SCIENCE
Can Automated Trading Get Highjacked and Manipulated?
Stealthy Techniques for Causing Deliberate Micro Variations in Delay of Market Data and Trades Can be Used for Nefarious Intent
The CEO of cPacket Networks has raised a red flag about the potential risk of unfair manipulations of automatic trading systems by introducing stealthy and deliberate variations of the delay of market data and trading traffic as it goes over communications networks.
cPacket has shown in its lab how a side channel attack can be used to create micro-variations in the delay of market data and trades. In high frequency trading (HFT) every microsecond counts often making the difference between gains and losses that can total in the millions and billions of dollars. Therefore, by being able to manipulate specific trading activities by several microseconds, an attacker could gain unfair trading advantage.
According to Dr.
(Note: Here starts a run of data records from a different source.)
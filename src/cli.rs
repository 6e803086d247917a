use clap::{Args, Parser, Subcommand, ValueEnum};
use serde::{Deserialize, Serialize};
use std::path::PathBuf;

#[derive(Parser, Debug)]
#[command(
    name = "ltboot",
    version,
    about = "Luxury Travel Bot bootstrapper and launcher"
)]
pub struct Cli {
    #[arg(long, global = true, help = "Output machine-readable JSON")]
    pub json: bool,
    #[arg(
        long,
        global = true,
        default_value = ".",
        help = "Project directory holding the application sources"
    )]
    pub project_dir: PathBuf,
    #[arg(
        long,
        global = true,
        help = "Project config file (defaults to <project-dir>/ltboot.toml when present)"
    )]
    pub config: Option<PathBuf>,
    #[command(subcommand)]
    pub command: Commands,
}

#[derive(Subcommand, Debug)]
pub enum Commands {
    /// Check prerequisites, prepare the venv, install dependencies, materialize config.
    Setup,
    /// Launch the application from an already prepared project.
    Run {
        #[command(flatten)]
        launch: LaunchArgs,
    },
    /// Setup followed by run.
    Up {
        #[command(flatten)]
        launch: LaunchArgs,
    },
    /// Report the state of every prerequisite without changing anything.
    Check,
    /// Show the environment the application would be launched with.
    Env {
        #[arg(long, help = "Override PORT from .env and the environment")]
        port: Option<String>,
    },
    /// Render the container build recipe.
    Dockerfile {
        #[arg(long, help = "Write to this path instead of stdout")]
        output: Option<PathBuf>,
    },
}

#[derive(Args, Debug, Clone)]
pub struct LaunchArgs {
    #[arg(long, value_enum, default_value_t = LaunchMode::Local)]
    pub mode: LaunchMode,
    // Validated with the PORT rules so a bad flag reports INVALID_PORT.
    #[arg(long, help = "Override PORT from .env and the environment")]
    pub port: Option<String>,
    #[arg(long, default_value_t = false, help = "Print the launch plan instead of launching")]
    pub dry_run: bool,
}

#[derive(Clone, Copy, Debug, PartialEq, Eq, Serialize, Deserialize, ValueEnum)]
#[serde(rename_all = "lowercase")]
pub enum LaunchMode {
    /// Single foreground interpreter process.
    Local,
    /// Multi-worker process manager, as used in the container image.
    Container,
}
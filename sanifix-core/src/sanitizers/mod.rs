//! Rule compilation.
//!
//! This module turns rule configuration into compiled, immutable rules: literal
//! and wildcard patterns are translated to regex syntax, flags are applied, and
//! every pattern is checked for problems that would otherwise surface while
//! rewriting untrusted text.

pub mod compiler;
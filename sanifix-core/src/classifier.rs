// sanifix-core/src/classifier.rs
//! Safety classifier for rule sets.
//!
//! Rather than trusting a hand-written claim that a one-shot rewrite "cannot
//! recreate its own pattern", the classifier runs the rule set over an
//! adversarial probe corpus (see [`crate::probes`]) and derives the answer:
//!
//! * [`Safety::UnsafeEvenAtFixpoint`] - some probe makes the fixpoint run cyclic
//!   or exhausts its budget.
//! * [`Safety::SafeIfFixpoint`] - every probe converges, but a single pass over
//!   some probe leaves a match behind.
//! * [`Safety::SafeSinglePass`] - no probe leaves a match after one pass.
//!
//! A `SafeSinglePass` answer is evidence from the corpus, not a proof.
//!
//! License: MIT OR APACHE 2.0

use log::{debug, info};
use serde::{Deserialize, Serialize};

use crate::diagnostics::{residual_matches, Residual};
use crate::engines::sequential::SequentialEngine;
use crate::fixpoint::FixpointController;
use crate::probes::probe_corpus;
use crate::rule_set::{Mode, RuleSet};
use crate::verdict::{Status, Verdict};

#[derive(Debug, Clone, Copy, PartialEq, Eq, Hash, Serialize, Deserialize)]
#[serde(rename_all = "snake_case")]
pub enum Safety {
    SafeSinglePass,
    SafeIfFixpoint,
    UnsafeEvenAtFixpoint,
}

/// The probe that decided a classification.
#[derive(Debug, Clone, PartialEq, Eq, Serialize, Deserialize)]
pub struct Counterexample {
    pub probe: String,
    pub single_pass_output: String,
    pub single_pass_residual: Vec<Residual>,
    pub fixpoint_status: Status,
    pub fixpoint_output: String,
}

#[derive(Debug, Clone, PartialEq, Eq, Serialize, Deserialize)]
pub struct Classification {
    pub safety: Safety,
    pub probes_run: usize,
    pub counterexample: Option<Counterexample>,
}

/// Classifies `rule_set` against its generated probe corpus.
///
/// The set's own mode is ignored: probes are always run both ways, using the
/// set's iteration limit and step budgets.
pub fn classify(rule_set: &RuleSet) -> Classification {
    classify_with_probes(rule_set, &probe_corpus(rule_set))
}

/// Classifies `rule_set` against caller-supplied probes.
pub fn classify_with_probes(rule_set: &RuleSet, probes: &[String]) -> Classification {
    let fixpoint_engine = SequentialEngine::new(rule_set.clone().with_mode(Mode::Fixpoint));
    let single_engine = SequentialEngine::new(rule_set.clone().with_mode(Mode::SinglePass));
    let fixpoint = FixpointController::new(&fixpoint_engine);
    let single = FixpointController::new(&single_engine);

    let mut first_single_pass_leak: Option<Counterexample> = None;

    for probe in probes {
        let fixed = fixpoint.run(probe).verdict;
        let once = single.run(probe).verdict;
        let residual = match &once {
            Verdict::Converged { text, .. } => residual_matches(rule_set, text),
            _ => Vec::new(),
        };
        let single_pass_failed = !residual.is_empty() || !once.is_converged();

        let counterexample = || Counterexample {
            probe: probe.clone(),
            single_pass_output: once.text().to_string(),
            single_pass_residual: residual.clone(),
            fixpoint_status: fixed.status(),
            fixpoint_output: fixed.text().to_string(),
        };

        if !fixed.is_converged() {
            info!(
                "Rule set '{}' is unsafe even at fixpoint ({:?} on a probe).",
                rule_set.name(),
                fixed.status()
            );
            return Classification {
                safety: Safety::UnsafeEvenAtFixpoint,
                probes_run: probes.len(),
                counterexample: Some(counterexample()),
            };
        }

        if single_pass_failed && first_single_pass_leak.is_none() {
            debug!("Single pass of '{}' leaks on a probe.", rule_set.name());
            first_single_pass_leak = Some(counterexample());
        }
    }

    let safety = if first_single_pass_leak.is_some() {
        Safety::SafeIfFixpoint
    } else {
        Safety::SafeSinglePass
    };
    info!(
        "Rule set '{}' classified as {:?} over {} probe(s).",
        rule_set.name(),
        safety,
        probes.len()
    );
    Classification {
        safety,
        probes_run: probes.len(),
        counterexample: first_single_pass_leak,
    }
}

#[cfg(test)]
mod tests {
    use super::*;
    use crate::config::{RuleConfig, RuleSetConfig};
    use crate::rule::PatternKind;
    use crate::sanitizers::compiler::compile_rule_set;

    fn rule_set(rules: Vec<(PatternKind, &str, &str)>) -> RuleSet {
        compile_rule_set(&RuleSetConfig {
            name: "probe".to_string(),
            rules: rules
                .into_iter()
                .enumerate()
                .map(|(i, (kind, pattern, replace_with))| RuleConfig {
                    name: format!("rule_{i}"),
                    kind,
                    pattern: pattern.to_string(),
                    replace_with: replace_with.to_string(),
                    ..Default::default()
                })
                .collect(),
            ..Default::default()
        })
        .unwrap()
    }

    #[test]
    fn test_dot_pair_deletion_is_single_pass_safe() {
        let set = rule_set(vec![(PatternKind::Literal, "..", "")]);
        let classification = classify(&set);
        assert_eq!(classification.safety, Safety::SafeSinglePass);
        assert!(classification.counterexample.is_none());
        assert!(classification.probes_run > 1);
    }

    #[test]
    fn test_comment_stripping_needs_fixpoint() {
        let set = rule_set(vec![(PatternKind::Regex, "<!--|--!?>", "")]);
        let classification = classify(&set);
        assert_eq!(classification.safety, Safety::SafeIfFixpoint);
        let counterexample = classification.counterexample.unwrap();
        assert!(!counterexample.single_pass_residual.is_empty());
        assert_eq!(counterexample.fixpoint_status, Status::Converged);
    }

    #[test]
    fn test_oscillating_rules_are_unsafe() {
        let set = rule_set(vec![
            (PatternKind::Literal, "ab", "ba"),
            (PatternKind::Literal, "ba", "ab"),
        ]);
        let classification = classify(&set);
        assert_eq!(classification.safety, Safety::UnsafeEvenAtFixpoint);
        assert_eq!(classification.counterexample.unwrap().fixpoint_status, Status::Cyclic);
    }
}
//! compiler.rs - Turns rule configuration into runnable rules.
//!
//! Every structural problem a rule can have is caught here, at construction
//! time: empty or oversized patterns, syntax the linear-time matcher cannot
//! express (look-around, back-references), and patterns that can match the
//! empty string. Once a [`RuleSet`] exists, applying it can only fail because
//! a step budget ran out.
//!
//! License: MIT OR APACHE 2.0

use std::collections::HashSet;

use log::{debug, warn};
use regex::RegexBuilder;

use crate::config::{RuleConfig, RuleSetConfig, MAX_PATTERN_LENGTH};
use crate::errors::SanifixError;
use crate::rule::{PatternKind, Rule, RuleFlags, StepBudget};
use crate::rule_set::RuleSet;

/// Upper bound for the compiled program and its lazy DFA cache.
const REGEX_SIZE_LIMIT: usize = 10 * (1 << 20);

/// Translates a wildcard pattern into regex syntax.
///
/// `*` matches any run of characters, `?` exactly one, and `\` makes the next
/// character literal. Everything else is escaped.
pub fn wildcard_to_regex(pattern: &str) -> String {
    let mut out = String::with_capacity(pattern.len() * 2);
    let mut chars = pattern.chars();
    while let Some(c) = chars.next() {
        match c {
            '*' => out.push_str("(?s:.*)"),
            '?' => out.push_str("(?s:.)"),
            '\\' => match chars.next() {
                Some(escaped) => out.push_str(&regex::escape(escaped.encode_utf8(&mut [0; 4]))),
                None => out.push_str(r"\\"),
            },
            other => out.push_str(&regex::escape(other.encode_utf8(&mut [0; 4]))),
        }
    }
    out
}

fn regex_source(kind: PatternKind, pattern: &str) -> String {
    match kind {
        PatternKind::Literal => regex::escape(pattern),
        PatternKind::Wildcard => wildcard_to_regex(pattern),
        PatternKind::Regex => pattern.to_string(),
    }
}

/// Parses `source` with the same flags the matcher uses and reports whether
/// its shortest possible match is empty.
fn can_match_empty(source: &str, flags: RuleFlags) -> Result<bool, String> {
    let mut parser = regex_syntax::ParserBuilder::new()
        .case_insensitive(flags.case_insensitive)
        .multi_line(flags.multiline)
        .dot_matches_new_line(flags.dot_matches_new_line)
        .swap_greed(flags.lazy)
        .build();
    let hir = parser.parse(source).map_err(|e| e.to_string())?;
    Ok(matches!(hir.properties().minimum_len(), Some(0)))
}

/// Compiles one rule.
pub fn compile_rule(config: &RuleConfig, budget: StepBudget) -> Result<Rule, SanifixError> {
    let name = config.name.clone();
    if config.pattern.is_empty() {
        return Err(SanifixError::EmptyPattern(name));
    }
    if config.pattern.len() > MAX_PATTERN_LENGTH {
        return Err(SanifixError::PatternLengthExceeded(
            name,
            config.pattern.len(),
            MAX_PATTERN_LENGTH,
        ));
    }

    let flags = config.flags();
    let source = regex_source(config.kind, &config.pattern);
    debug!(
        target: "sanifix_core::compiler",
        "Compiling rule '{}' ({:?}) as '{}'", name, config.kind, source
    );

    let regex = RegexBuilder::new(&source)
        .case_insensitive(flags.case_insensitive)
        .multi_line(flags.multiline)
        .dot_matches_new_line(flags.dot_matches_new_line)
        .swap_greed(flags.lazy)
        .size_limit(REGEX_SIZE_LIMIT)
        .dfa_size_limit(REGEX_SIZE_LIMIT)
        .build()
        .map_err(|e| SanifixError::RuleCompilationError(name.clone(), e))?;

    // The regex compiled, so the same source parses; treat a failure as the
    // conservative answer.
    if can_match_empty(&source, flags).unwrap_or(true) {
        return Err(SanifixError::MatchesEmptyString(name));
    }

    Ok(Rule {
        name,
        kind: config.kind,
        pattern: config.pattern.clone(),
        regex,
        replacement: config.replace_with.clone(),
        flags,
        budget,
    })
}

/// Compiles a full rule set, reporting every failing rule at once.
///
/// Rules explicitly disabled with `enabled: false` are skipped. Rule names
/// must be unique among the enabled rules.
pub fn compile_rule_set(config: &RuleSetConfig) -> Result<RuleSet, SanifixError> {
    debug!(
        "Starting compilation of rule set '{}' ({} rules).",
        config.name,
        config.rules.len()
    );

    let budget = StepBudget::from(config.step_budget);
    let mut rules = Vec::with_capacity(config.rules.len());
    let mut compilation_errors = Vec::new();

    let mut rule_names = HashSet::new();

    for rule_config in &config.rules {
        if rule_config.enabled == Some(false) {
            warn!("Skipping rule '{}' because it is disabled.", rule_config.name);
            continue;
        }
        if !rule_names.insert(rule_config.name.as_str()) {
            compilation_errors.push(SanifixError::DuplicateRuleName(
                config.name.clone(),
                rule_config.name.clone(),
            ));
            continue;
        }
        match compile_rule(rule_config, budget) {
            Ok(rule) => rules.push(rule),
            Err(e) => compilation_errors.push(e),
        }
    }

    if !compilation_errors.is_empty() {
        let error_message = compilation_errors
            .iter()
            .map(|e| e.to_string())
            .collect::<Vec<String>>()
            .join("\n");
        return Err(SanifixError::InvalidRules(compilation_errors.len(), error_message));
    }

    let rule_set = RuleSet::new(config.name.clone(), rules)?
        .with_mode(config.mode)
        .with_max_iterations(config.max_iterations)?;
    debug!(
        "Finished compiling rule set '{}'. Total compiled: {}.",
        rule_set.name(),
        rule_set.rules().len()
    );
    Ok(rule_set)
}
// sanifix-core/src/fixpoint.rs
//! The fixpoint controller: decides how many passes a rule set gets.
//!
//! A run starts in the running state and ends in exactly one of the terminal
//! [`Verdict`]s:
//!
//! * `Converged` - a pass found no match at all, so no further pass can change
//!   the text. In [`Mode::SinglePass`] the run always ends here after one pass,
//!   whether or not matches remain.
//! * `BudgetExceeded` - more than `max_iterations` passes produced matches, or a
//!   rule ran out of its step budget mid-pass.
//! * `Cyclic` - a pass produced text already produced by an earlier pass. The
//!   rule set oscillates and will never converge; this is never retried.
//!
//! License: MIT OR APACHE 2.0

use std::collections::HashMap;

use log::{debug, info, warn};

use crate::engine::RewriteEngine;
use crate::errors::BudgetKind;
use crate::rule_set::Mode;
use crate::trace::{loggable_text, PassTrace};
use crate::verdict::Verdict;

/// Everything a run produced: its verdict and one trace entry per pass.
#[derive(Debug, Clone, PartialEq, Eq)]
pub struct Sanitization {
    pub verdict: Verdict,
    pub trace: Vec<PassTrace>,
}

impl Sanitization {
    /// Total matches of each completed pass, in order.
    pub fn matches_per_pass(&self) -> Vec<usize> {
        self.trace.iter().map(|t| t.total_matches).collect()
    }
}

/// Drives repeated passes of a [`RewriteEngine`].
///
/// The controller holds no state between calls; each [`run`](Self::run) owns
/// its trace and digest table, so one controller can serve many threads.
pub struct FixpointController<'a> {
    engine: &'a dyn RewriteEngine,
}

impl<'a> FixpointController<'a> {
    pub fn new(engine: &'a dyn RewriteEngine) -> Self {
        Self { engine }
    }

    /// Runs the engine's rule set over `text` according to its mode.
    pub fn run(&self, text: &str) -> Sanitization {
        let rule_set = self.engine.rule_set();
        debug!(
            "Sanitizing {} with rule set '{}' ({:?}, max {} passes).",
            loggable_text(text),
            rule_set.name(),
            rule_set.mode(),
            rule_set.max_iterations()
        );

        let result = match rule_set.mode() {
            Mode::SinglePass => self.run_single_pass(text),
            Mode::Fixpoint => self.run_to_fixpoint(text, rule_set.max_iterations()),
        };

        match &result.verdict {
            Verdict::Converged { passes, .. } => {
                info!("Rule set '{}' converged after {} pass(es).", rule_set.name(), passes)
            }
            Verdict::BudgetExceeded { passes, budget, .. } => warn!(
                "Rule set '{}' exceeded its {:?} budget after {} pass(es).",
                rule_set.name(),
                budget,
                passes
            ),
            Verdict::Cyclic { cycle_length, .. } => warn!(
                "Rule set '{}' is cyclic: text repeats every {} pass(es).",
                rule_set.name(),
                cycle_length
            ),
        }
        result
    }

    fn run_single_pass(&self, text: &str) -> Sanitization {
        match self.engine.rewrite_pass(text, 1) {
            Ok(outcome) => Sanitization {
                verdict: Verdict::Converged {
                    text: outcome.text,
                    passes: 1,
                },
                trace: vec![outcome.trace],
            },
            Err(exceeded) => {
                warn!("{}", exceeded);
                Sanitization {
                    verdict: Verdict::BudgetExceeded {
                        text: text.to_string(),
                        passes: 0,
                        budget: exceeded.kind,
                    },
                    trace: Vec::new(),
                }
            }
        }
    }

    fn run_to_fixpoint(&self, text: &str, max_iterations: usize) -> Sanitization {
        let mut pass = 0usize;
        // Digest of each text produced so far -> the pass that produced it.
        let mut seen_hashes: HashMap<String, usize> = HashMap::new();
        let mut trace: Vec<PassTrace> = Vec::new();
        let mut current = text.to_string();

        let verdict = loop {
            let outcome = match self.engine.rewrite_pass(&current, trace.len() + 1) {
                Ok(outcome) => outcome,
                Err(exceeded) => {
                    warn!("{}", exceeded);
                    break Verdict::BudgetExceeded {
                        text: current,
                        passes: pass,
                        budget: exceeded.kind,
                    };
                }
            };

            let total_matches = outcome.trace.total_matches;
            let after_hash = outcome.trace.text_after_hash.clone();
            trace.push(outcome.trace);
            current = outcome.text;

            if total_matches == 0 {
                break Verdict::Converged {
                    text: current,
                    passes: pass,
                };
            }

            pass += 1;
            if pass > max_iterations {
                break Verdict::BudgetExceeded {
                    text: current,
                    passes: pass,
                    budget: BudgetKind::Iterations,
                };
            }

            if let Some(&first_seen) = seen_hashes.get(&after_hash) {
                break Verdict::Cyclic {
                    text: current,
                    passes: pass,
                    cycle_length: pass - first_seen,
                };
            }
            seen_hashes.insert(after_hash, pass);
        };

        Sanitization { verdict, trace }
    }
}
// sanifix-core/src/engine.rs
//! Defines the core RewriteEngine trait.
//!
//! An engine performs exactly one pass of a rule set and reports what it did.
//! It never iterates on its own; deciding how many passes are needed is the
//! job of [`crate::fixpoint::FixpointController`].
//!
//! License: MIT OR APACHE 2.0

use crate::errors::StepBudgetExceeded;
use crate::rule_set::RuleSet;
use crate::trace::PassTrace;

/// The text produced by one pass and the trace entry describing it.
#[derive(Debug, Clone, PartialEq, Eq)]
pub struct PassOutcome {
    pub text: String,
    pub trace: PassTrace,
}

/// A pluggable single-pass rewriter.
///
/// Implementations must be pure: the same rule set and text always give the
/// same outcome, and no state is kept between calls.
pub trait RewriteEngine: Send + Sync {
    /// Applies every rule of the engine's rule set once, in order.
    ///
    /// # Arguments
    /// * `text` - The input of this pass.
    /// * `pass` - 1-based index of the pass, recorded in the trace.
    fn rewrite_pass(&self, text: &str, pass: usize) -> Result<PassOutcome, StepBudgetExceeded>;

    /// Returns the rule set the engine applies.
    fn rule_set(&self) -> &RuleSet;
}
Rony Kay, CEO of cPacket, a leading expert on network performance monitoring and security, We have been able to create micro-behaviors that could be used to target specific market data and trades feeding into automatic trading systems. We believe that such techniques pose a substantial risk of creating unfair trading, if used by the wrong people.
Kay explained that, similar to the way a stealth bomber sneaks up on its target under-the-radar without being detected, well-versed hackers might be able to manipulate high frequency trading systems by introducing micro-variations to traffic in virtual private networks that cannot be detected by commonly used network monitoring tools. In the current environment, these side channel attacks could go unnoticed until it is too late.
cPacket has become aware of this potential problem because it is focused on providing monitoring systems that can detect discrepancies in latency and jitter of data packets flowing through high speed networks. It has described these systems to senior financial and technology executives to enable them to optimize high frequency trading (see white paper athttp://www.cpacket.com/latency). Because of its expertise in this area, cPacket believes that the same monitoring techniques can be used to ensure that high frequency traders don't lose tremendous amounts of money due to unfair activities.
It is critical that financial executives become aware of the minutest details of their data transfers to avoid problems, said Kay. Automatic trading platforms that use sophisticated algorithmic trading techniques and the traders that operate them must monitor network latency with the same diligence that they monitor market prices, trends, and news. Otherwise, the variability in their network performance could drown out the sophistication of their algorithms and expose them to latency arbitrage. This is an issue that has potentially major implications.